**EXERCISE INSTRUCTIONS:**
Retype exactly the lines below, beginning with the first and ending with the line where "tokens: &OAuthTokens) -> Result<(), CredentialError>;" appears.

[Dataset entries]
^^^^

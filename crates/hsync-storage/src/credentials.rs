use std::collections::HashMap;
use std::path::{Path, PathBuf};

use async_trait::async_trait;
use hsync_core::{OAuthClient, OAuthTokens, SessionState, Source, SourceSecret};
use thiserror::Error;
use tokio::fs;
use tokio::sync::Mutex;
use tracing::debug;

use crate::{redact, write_atomic};

#[derive(Debug, Error)]
pub enum CredentialError {
    #[error("no credential configured for {0}")]
    Missing(Source),
    #[error("credential file {path} is unreadable: {reason}")]
    Corrupt { path: String, reason: String },
    #[error("persisting credential for {0}: {1}")]
    Persist(Source, String),
}

/// Where adapters get their secrets from and where refreshed ones go back to.
#[async_trait]
pub trait CredentialStore: Send + Sync {
    async fn get_secret(&self, source: Source) -> Result<SourceSecret, CredentialError>;

    async fn put_tokens(&self, source: Source, tokens: &OAuthTokens) -> Result<(), CredentialError>;

    async fn put_session_state(&self, source: Source, state: &SessionState) -> Result<(), CredentialError>;
}

/// Secrets from `<SOURCE>_*` environment variables, with refreshed tokens and
/// browser sessions persisted as JSON files under a state directory.
///
/// * `<state>/<source>.json`: browser storage state (override with `<SOURCE>_STORAGE_STATE`).
/// * `<state>/<source>.tokens.json`: the latest OAuth tokens.
#[derive(Debug, Clone)]
pub struct FileCredentialStore {
    state_dir: PathBuf,
    env: HashMap<String, String>,
}

impl FileCredentialStore {
    pub fn new(state_dir: impl Into<PathBuf>) -> Self {
        Self::with_env(state_dir, std::env::vars().collect())
    }

    pub fn with_env(state_dir: impl Into<PathBuf>, env: HashMap<String, String>) -> Self {
        Self {
            state_dir: state_dir.into(),
            env,
        }
    }

    pub fn state_dir(&self) -> &Path {
        &self.state_dir
    }

    /// `<SOURCE>_<suffix>` from the environment, trimmed; blank counts as unset.
    pub fn var(&self, source: Source, suffix: &str) -> Option<String> {
        self.env
            .get(&format!("{}_{suffix}", source.env_prefix()))
            .map(|v| v.trim().to_string())
            .filter(|v| !v.is_empty())
    }

    pub fn session_path(&self, source: Source) -> PathBuf {
        self.var(source, "STORAGE_STATE")
            .map(PathBuf::from)
            .unwrap_or_else(|| self.state_dir.join(format!("{}.json", source.as_str())))
    }

    pub fn tokens_path(&self, source: Source) -> PathBuf {
        self.state_dir.join(format!("{}.tokens.json", source.as_str()))
    }

    pub fn oauth_client(&self, source: Source) -> Option<OAuthClient> {
        let token_url = self
            .var(source, "TOKEN_URL")
            .or_else(|| source.default_token_url().map(str::to_string))?;
        Some(OAuthClient {
            client_id: self.var(source, "CLIENT_ID")?,
            client_secret: self.var(source, "CLIENT_SECRET")?,
            token_url,
        })
    }

    async fn read_json<T: serde::de::DeserializeOwned>(path: &Path) -> Result<Option<T>, CredentialError> {
        let bytes = match fs::read(path).await {
            Ok(bytes) => bytes,
            Err(err) if err.kind() == std::io::ErrorKind::NotFound => return Ok(None),
            Err(err) => {
                return Err(CredentialError::Corrupt {
                    path: path.display().to_string(),
                    reason: err.to_string(),
                })
            }
        };
        serde_json::from_slice(&bytes)
            .map(Some)
            .map_err(|err| CredentialError::Corrupt {
                path: path.display().to_string(),
                reason: err.to_string(),
            })
    }

    async fn write_json<T: serde::Serialize>(
        source: Source,
        path: &Path,
        value: &T,
    ) -> Result<(), CredentialError> {
        let bytes = serde_json::to_vec_pretty(value)
            .map_err(|err| CredentialError::Persist(source, err.to_string()))?;
        write_atomic(path, &bytes)
            .await
            .map_err(|err| CredentialError::Persist(source, format!("{err:#}")))
    }
}

#[async_trait]
impl CredentialStore for FileCredentialStore {
    async fn get_secret(&self, source: Source) -> Result<SourceSecret, CredentialError> {
        if source.is_browser() {
            let path = self.session_path(source);
            let state: Option<SessionState> = Self::read_json(&path).await?;
            return match state {
                Some(state) if !state.is_empty() => {
                    debug!(%source, path = %path.display(), cookies = state.cookies.len(), "loaded session state");
                    Ok(SourceSecret::Session(state))
                }
                _ => Err(CredentialError::Missing(source)),
            };
        }

        let persisted: Option<OAuthTokens> = Self::read_json(&self.tokens_path(source)).await?;
        let env_tokens = self.var(source, "REFRESH_TOKEN").map(|refresh| OAuthTokens {
            access_token: self.var(source, "ACCESS_TOKEN").unwrap_or_default(),
            refresh_token: Some(refresh),
            expires_at: None,
        });

        if let (Some(client), Some(tokens)) = (self.oauth_client(source), persisted.or(env_tokens)) {
            debug!(%source, access = %redact(&tokens.access_token), "using oauth tokens");
            return Ok(SourceSecret::OAuth { client, tokens });
        }

        match self.var(source, "ACCESS_TOKEN") {
            Some(token) => {
                debug!(%source, access = %redact(&token), "using bearer token");
                Ok(SourceSecret::Bearer(token))
            }
            None => Err(CredentialError::Missing(source)),
        }
    }

    async fn put_tokens(&self, source: Source, tokens: &OAuthTokens) -> Result<(), CredentialError> {
        Self::write_json(source, &self.tokens_path(source), tokens).await
    }

    async fn put_session_state(&self, source: Source, state: &SessionState) -> Result<(), CredentialError> {
        Self::write_json(source, &self.session_path(source), state).await
    }
}

/// In-process store, used by tests and by callers that inject secrets directly.
#[derive(Debug, Default)]
pub struct MemoryCredentialStore {
    secrets: Mutex<HashMap<Source, SourceSecret>>,
}

impl MemoryCredentialStore {
    pub fn new() -> Self {
        Self::default()
    }

    pub async fn insert(&self, source: Source, secret: SourceSecret) {
        self.secrets.lock().await.insert(source, secret);
    }

    pub async fn snapshot(&self, source: Source) -> Option<SourceSecret> {
        self.secrets.lock().await.get(&source).cloned()
    }
}

#[async_trait]
impl CredentialStore for MemoryCredentialStore {
    async fn get_secret(&self, source: Source) -> Result<SourceSecret, CredentialError> {
        self.snapshot(source).await.ok_or(CredentialError::Missing(source))
    }

    async fn put_tokens(&self, source: Source, tokens: &OAuthTokens) -> Result<(), CredentialError> {
        let mut secrets = self.secrets.lock().await;
        match secrets.get_mut(&source) {
            Some(SourceSecret::OAuth { tokens: current, .. }) => *current = tokens.clone(),
            _ => {
                secrets.insert(source, SourceSecret::Bearer(tokens.access_token.clone()));
            }
        }
        Ok(())
    }

    async fn put_session_state(&self, source: Source, state: &SessionState) -> Result<(), CredentialError> {
        self.secrets
            .lock()
            .await
            .insert(source, SourceSecret::Session(state.clone()));
        Ok(())
    }
}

^^^^

**WRITTEN RESPONSE:**
filename crates/hsync-storage/src/credentials.rs
use std::collections::HashMap;
use std::path::{Path, PathBuf};

use async_trait::async_trait;
use hsync_core::{OAuthClient, OAuthTokens, SessionState, Source, SourceSecret};
use thiserror::Error;
use tokio::fs;
use tokio::sync::Mutex;
use tracing::debug;

use crate::{redact, write_atomic};

#[derive(Debug, Error)]
pub enum CredentialError {
    #[error("no credential configured for {0}")]
    Missing(Source),
    #[error("credential file {path} is unreadable: {reason}")]
    Corrupt { path: String, reason: String },
    #[error("persisting credential for {0}: {1}")]
    Persist(Source, String),
}

/// Where adapters get their secrets from and where refreshed ones go back to.
#[async_trait]
pub trait CredentialStore: Send + Sync {
    async fn get_secret(&self, source: Source) -> Result<SourceSecret, CredentialError>;

    async fn put_tokens(&self, source: Source, tokens: &OAuthTokens) -> Result<(), CredentialError>;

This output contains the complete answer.